▶ Exercise aim:
From the data below, return the exact lines starting at the line containing "Err(Error::DatabaseLockError)" and ending at the line containing "if let Err(error) = tokio::fs::remove_file(&previous_path).await", both included, and nothing else.

▶ Records for the task:

::::::::

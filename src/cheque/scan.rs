//! Upload and download of cheque scans.

use std::{
    path::{Path as FilePath, PathBuf},
    sync::{Arc, Mutex},
};

use axum::{
    extract::{FromRef, Multipart, Path, State, multipart::Field},
    http::{StatusCode, header},
    response::{IntoResponse, Response},
};
use axum_htmx::HxRedirect;
use rusqlite::Connection;
use time::OffsetDateTime;

use crate::{
    AppState, Error,
    cheque::{ChequeId, get_cheque, set_cheque_scan},
    endpoints::{self, format_endpoint},
};

/// The largest scan accepted, in bytes.
pub const MAX_SCAN_SIZE: usize = 16 * 1024 * 1024;

const SCAN_EXTENSIONS: [&str; 4] = ["jpg", "jpeg", "png", "pdf"];

/// The state needed for cheque scans.
#[derive(Debug, Clone)]
pub struct ChequeScanState {
    pub db_connection: Arc<Mutex<Connection>>,
    pub upload_dir: PathBuf,
}

impl FromRef<AppState> for ChequeScanState {
    fn from_ref(state: &AppState) -> Self {
        Self {
            db_connection: state.db_connection.clone(),
            upload_dir: state.upload_dir.clone(),
        }
    }
}

struct UploadedScan {
    extension: String,
    bytes: Vec<u8>,
}

fn scan_extension(file_name: &str) -> Result<String, Error> {
    FilePath::new(file_name)
        .extension()
        .and_then(|extension| extension.to_str())
        .map(str::to_lowercase)
        .filter(|extension| SCAN_EXTENSIONS.contains(&extension.as_str()))
        .ok_or(Error::UnsupportedScanType)
}

fn content_type_for(file_name: &str) -> &'static str {
    match scan_extension(file_name).as_deref() {
        Ok("jpg" | "jpeg") => "image/jpeg",
        Ok("png") => "image/png",
        Ok("pdf") => "application/pdf",
        _ => "application/octet-stream",
    }
}

async fn read_scan_field(field: Field<'_>) -> Result<UploadedScan, Error> {
    let file_name = field
        .file_name()
        .filter(|file_name| !file_name.is_empty())
        .ok_or(Error::ScanMissing)?
        .to_owned();
    let extension = scan_extension(&file_name)?;

    let bytes = field.bytes().await.map_err(|error| {
        if error.status() == StatusCode::PAYLOAD_TOO_LARGE {
            Error::ScanTooLarge
        } else {
            tracing::error!("Could not read data from multipart form field: {error}");
            Error::MultipartError(error.body_text())
        }
    })?;

    if bytes.is_empty() {
        return Err(Error::ScanMissing);
    }

    if bytes.len() > MAX_SCAN_SIZE {
        return Err(Error::ScanTooLarge);
    }

    tracing::debug!("Received scan '{file_name}' that is {} bytes", bytes.len());

    Ok(UploadedScan {
        extension,
        bytes: bytes.to_vec(),
    })
}

async fn read_scan(multipart: &mut Multipart) -> Result<UploadedScan, Error> {
    loop {
        let field = multipart
            .next_field()
            .await
            .map_err(|error| Error::MultipartError(error.body_text()))?
            .ok_or(Error::ScanMissing)?;

        if field.name() == Some("scan") {
            return read_scan_field(field).await;
        }
    }
}

/// Store an uploaded scan and attach it to the cheque, replacing any earlier scan.
pub async fn upload_cheque_scan_endpoint(
    Path(cheque_id): Path<ChequeId>,
    State(state): State<ChequeScanState>,
    mut multipart: Multipart,
) -> Response {
    let scan = match read_scan(&mut multipart).await {
        Ok(scan) => scan,
        Err(error) => return error.into_alert_response(),
    };

    let file_name = format!(
        "cheque_{cheque_id}_{}.{}",
        OffsetDateTime::now_utc().unix_timestamp_nanos(),
        scan.extension
    );
    let path = state.upload_dir.join(&file_name);

    if let Err(error) = tokio::fs::create_dir_all(&state.upload_dir).await {
        tracing::error!("could not create {}: {error}", state.upload_dir.display());
        return Error::FileError(error.to_string()).into_alert_response();
    }
    if let Err(error) = tokio::fs::write(&path, &scan.bytes).await {
        tracing::error!("could not write {}: {error}", path.display());
        return Error::FileError(error.to_string()).into_alert_response();
    }

    let result = match state.db_connection.lock() {
        Ok(connection) => get_cheque(cheque_id, &connection).and_then(|cheque| {
            set_cheque_scan(cheque_id, Some(&file_name), &connection).map(|_| cheque.scan_file)
        }),
        Err(error) => {
            tracing::error!("could not acquire database lock: {error}");
            Err(Error::DatabaseLockError)
        }
    };

    let previous_scan = match result {
        Ok(previous_scan) => previous_scan,
        Err(error) => {
            let _ = tokio::fs::remove_file(&path).await;
            return match error {
                Error::NotFound => Error::UpdateMissingCheque.into_alert_response(),
                error => error.into_alert_response(),
            };
        }
    };

    if let Some(previous_scan) = previous_scan {
        let previous_path = state.upload_dir.join(previous_scan);
        if let Err(error) = tokio::fs::remove_file(&previous_path).await {
            tracing::warn!("could not remove old scan {}: {error}", previous_path.display());
        }
    }

    tracing::info!("stored scan {file_name} for cheque {cheque_id}");

    (
        HxRedirect(format_endpoint(endpoints::CHEQUE_VIEW, cheque_id)),
        StatusCode::SEE_OTHER,
    )
        .into_response()
}

/// Serve the scan of a cheque.
pub async fn get_cheque_scan(
    Path(cheque_id): Path<ChequeId>,
    State(state): State<ChequeScanState>,
) -> Result<Response, Error> {
    let scan_file = {
        let connection = state
            .db_connection
            .lock()
            .inspect_err(|error| tracing::error!("could not acquire database lock: {error}"))
            .map_err(|_| Error::DatabaseLockError)?;

        get_cheque(cheque_id, &connection)?
            .scan_file
            .ok_or(Error::NotFound)?
    };

    let path = state.upload_dir.join(&scan_file);
    let bytes = match tokio::fs::read(&path).await {
        Ok(bytes) => bytes,
        Err(error) if error.kind() == std::io::ErrorKind::NotFound => {
            tracing::warn!("scan {} of cheque {cheque_id} is missing", path.display());
            return Err(Error::NotFound);
        }
        Err(error) => {
            tracing::error!("could not read {}: {error}", path.display());
            return Err(Error::FileError(error.to_string()));
        }
    };

    Ok((
        [
            (header::CONTENT_TYPE, content_type_for(&scan_file).to_owned()),
            (
                header::CONTENT_DISPOSITION,
                format!("inline; filename=\"{scan_file}\""),
            ),
        ],
        bytes,
    )
        .into_response())
}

::::::::

▶ Completed exercise:
            Err(Error::DatabaseLockError)
        }
    };

    let previous_scan = match result {
        Ok(previous_scan) => previous_scan,
        Err(error) => {
            let _ = tokio::fs::remove_file(&path).await;
            return match error {
                Error::NotFound => Error::UpdateMissingCheque.into_alert_response(),
                error => error.into_alert_response(),
            };
        }
    };

    if let Some(previous_scan) = previous_scan {
        let previous_path = state.upload_dir.join(previous_scan);
        if let Err(error) = tokio::fs::remove_file(&previous_path).await {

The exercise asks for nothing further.